Available data |

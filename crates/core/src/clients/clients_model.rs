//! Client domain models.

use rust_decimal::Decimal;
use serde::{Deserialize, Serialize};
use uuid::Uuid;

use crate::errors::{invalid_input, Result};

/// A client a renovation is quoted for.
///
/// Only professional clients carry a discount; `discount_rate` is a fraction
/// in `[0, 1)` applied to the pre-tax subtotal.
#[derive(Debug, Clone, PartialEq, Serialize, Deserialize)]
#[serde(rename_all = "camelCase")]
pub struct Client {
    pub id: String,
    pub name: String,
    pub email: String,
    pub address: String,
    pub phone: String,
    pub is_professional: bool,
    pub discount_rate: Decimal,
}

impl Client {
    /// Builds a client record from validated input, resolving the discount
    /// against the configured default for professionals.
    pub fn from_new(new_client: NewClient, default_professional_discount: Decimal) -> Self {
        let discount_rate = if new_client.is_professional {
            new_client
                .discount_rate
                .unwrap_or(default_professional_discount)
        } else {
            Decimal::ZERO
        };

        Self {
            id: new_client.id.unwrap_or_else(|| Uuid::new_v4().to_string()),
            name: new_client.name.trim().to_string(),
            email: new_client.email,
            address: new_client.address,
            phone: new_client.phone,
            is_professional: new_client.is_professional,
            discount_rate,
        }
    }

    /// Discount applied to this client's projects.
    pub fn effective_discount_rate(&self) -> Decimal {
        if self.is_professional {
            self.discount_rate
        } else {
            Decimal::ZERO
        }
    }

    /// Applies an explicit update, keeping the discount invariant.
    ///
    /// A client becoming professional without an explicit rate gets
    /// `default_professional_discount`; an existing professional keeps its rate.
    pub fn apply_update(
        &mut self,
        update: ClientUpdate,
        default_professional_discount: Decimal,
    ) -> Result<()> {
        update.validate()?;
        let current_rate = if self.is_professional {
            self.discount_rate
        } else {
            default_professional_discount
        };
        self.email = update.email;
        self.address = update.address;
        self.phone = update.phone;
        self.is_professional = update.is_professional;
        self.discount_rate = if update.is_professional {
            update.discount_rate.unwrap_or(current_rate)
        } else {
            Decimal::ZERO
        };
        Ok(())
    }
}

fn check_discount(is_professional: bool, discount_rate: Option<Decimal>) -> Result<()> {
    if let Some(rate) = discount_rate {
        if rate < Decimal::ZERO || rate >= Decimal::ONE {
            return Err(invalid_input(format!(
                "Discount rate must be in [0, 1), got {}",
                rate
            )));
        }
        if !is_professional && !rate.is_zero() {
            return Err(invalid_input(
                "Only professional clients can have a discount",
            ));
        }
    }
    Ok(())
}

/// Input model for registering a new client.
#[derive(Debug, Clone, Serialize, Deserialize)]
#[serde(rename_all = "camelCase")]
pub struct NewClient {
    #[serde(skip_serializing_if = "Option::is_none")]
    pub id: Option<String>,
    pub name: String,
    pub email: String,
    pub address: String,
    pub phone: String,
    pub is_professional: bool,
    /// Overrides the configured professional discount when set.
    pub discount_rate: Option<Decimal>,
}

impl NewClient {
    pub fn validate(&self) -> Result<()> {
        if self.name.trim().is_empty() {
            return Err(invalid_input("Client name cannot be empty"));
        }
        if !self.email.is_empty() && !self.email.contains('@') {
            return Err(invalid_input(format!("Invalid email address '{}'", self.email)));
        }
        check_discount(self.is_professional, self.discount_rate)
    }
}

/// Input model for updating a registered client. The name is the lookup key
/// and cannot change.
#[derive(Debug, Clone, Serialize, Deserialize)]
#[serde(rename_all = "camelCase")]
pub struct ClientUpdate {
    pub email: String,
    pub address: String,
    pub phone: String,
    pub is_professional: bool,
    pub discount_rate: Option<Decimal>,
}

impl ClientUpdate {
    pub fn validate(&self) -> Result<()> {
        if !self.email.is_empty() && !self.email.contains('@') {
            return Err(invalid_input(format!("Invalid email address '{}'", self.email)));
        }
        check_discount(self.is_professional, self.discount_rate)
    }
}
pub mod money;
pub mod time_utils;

...

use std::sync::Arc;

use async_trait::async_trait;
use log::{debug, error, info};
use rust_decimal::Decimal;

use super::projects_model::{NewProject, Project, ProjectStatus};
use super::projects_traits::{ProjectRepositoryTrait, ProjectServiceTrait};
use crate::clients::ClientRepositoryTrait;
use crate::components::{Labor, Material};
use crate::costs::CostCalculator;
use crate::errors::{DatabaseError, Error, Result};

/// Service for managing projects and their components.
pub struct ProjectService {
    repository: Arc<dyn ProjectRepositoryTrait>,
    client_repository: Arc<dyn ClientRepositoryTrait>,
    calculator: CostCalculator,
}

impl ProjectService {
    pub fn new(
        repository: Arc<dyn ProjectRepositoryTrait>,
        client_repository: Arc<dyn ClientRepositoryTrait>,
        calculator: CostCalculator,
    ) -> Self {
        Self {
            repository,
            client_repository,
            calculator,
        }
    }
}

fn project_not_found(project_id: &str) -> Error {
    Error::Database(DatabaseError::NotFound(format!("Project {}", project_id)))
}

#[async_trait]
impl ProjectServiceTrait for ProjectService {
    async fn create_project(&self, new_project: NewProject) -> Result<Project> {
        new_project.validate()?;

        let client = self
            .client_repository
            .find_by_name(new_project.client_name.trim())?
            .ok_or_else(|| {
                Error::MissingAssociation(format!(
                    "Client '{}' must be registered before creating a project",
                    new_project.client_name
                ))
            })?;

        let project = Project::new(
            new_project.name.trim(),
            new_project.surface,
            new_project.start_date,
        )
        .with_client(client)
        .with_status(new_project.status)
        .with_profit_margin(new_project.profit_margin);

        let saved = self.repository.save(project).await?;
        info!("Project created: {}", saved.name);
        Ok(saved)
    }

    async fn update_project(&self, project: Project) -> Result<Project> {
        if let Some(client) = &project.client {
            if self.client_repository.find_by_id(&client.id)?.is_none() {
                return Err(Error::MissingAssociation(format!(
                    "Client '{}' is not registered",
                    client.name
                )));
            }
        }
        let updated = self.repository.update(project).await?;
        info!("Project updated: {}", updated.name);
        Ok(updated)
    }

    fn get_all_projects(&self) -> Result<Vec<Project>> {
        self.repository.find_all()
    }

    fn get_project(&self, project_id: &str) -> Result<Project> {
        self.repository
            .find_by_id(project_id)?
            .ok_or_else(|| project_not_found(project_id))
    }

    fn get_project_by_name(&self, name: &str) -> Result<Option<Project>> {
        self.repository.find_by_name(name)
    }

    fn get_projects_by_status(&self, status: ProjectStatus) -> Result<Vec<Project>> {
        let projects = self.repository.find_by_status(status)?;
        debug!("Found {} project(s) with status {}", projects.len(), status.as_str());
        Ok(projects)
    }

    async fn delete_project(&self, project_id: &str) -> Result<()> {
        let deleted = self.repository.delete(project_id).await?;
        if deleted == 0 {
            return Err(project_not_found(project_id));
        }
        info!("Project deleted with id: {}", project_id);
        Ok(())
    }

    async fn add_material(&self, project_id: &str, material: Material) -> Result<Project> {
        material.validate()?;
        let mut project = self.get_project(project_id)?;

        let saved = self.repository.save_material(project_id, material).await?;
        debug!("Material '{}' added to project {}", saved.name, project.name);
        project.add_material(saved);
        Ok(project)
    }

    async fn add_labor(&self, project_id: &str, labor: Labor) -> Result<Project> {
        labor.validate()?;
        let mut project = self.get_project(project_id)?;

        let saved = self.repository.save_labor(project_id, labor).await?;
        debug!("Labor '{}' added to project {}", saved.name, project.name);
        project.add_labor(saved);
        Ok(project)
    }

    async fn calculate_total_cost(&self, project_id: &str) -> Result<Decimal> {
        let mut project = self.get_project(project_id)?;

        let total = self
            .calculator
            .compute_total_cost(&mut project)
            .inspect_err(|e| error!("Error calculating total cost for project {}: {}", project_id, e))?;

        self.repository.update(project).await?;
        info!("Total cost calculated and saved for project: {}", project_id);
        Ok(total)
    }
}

Task statement | From the data above, return every line from the line that has "filename crates/core/src/clients/clients_model.rs" up to and including the line that has "is a fraction", exactly.

Completed task |
filename crates/core/src/clients/clients_model.rs
//! Client domain models.

use rust_decimal::Decimal;
use serde::{Deserialize, Serialize};
use uuid::Uuid;

use crate::errors::{invalid_input, Result};

/// A client a renovation is quoted for.
///
/// Only professional clients carry a discount; `discount_rate` is a fraction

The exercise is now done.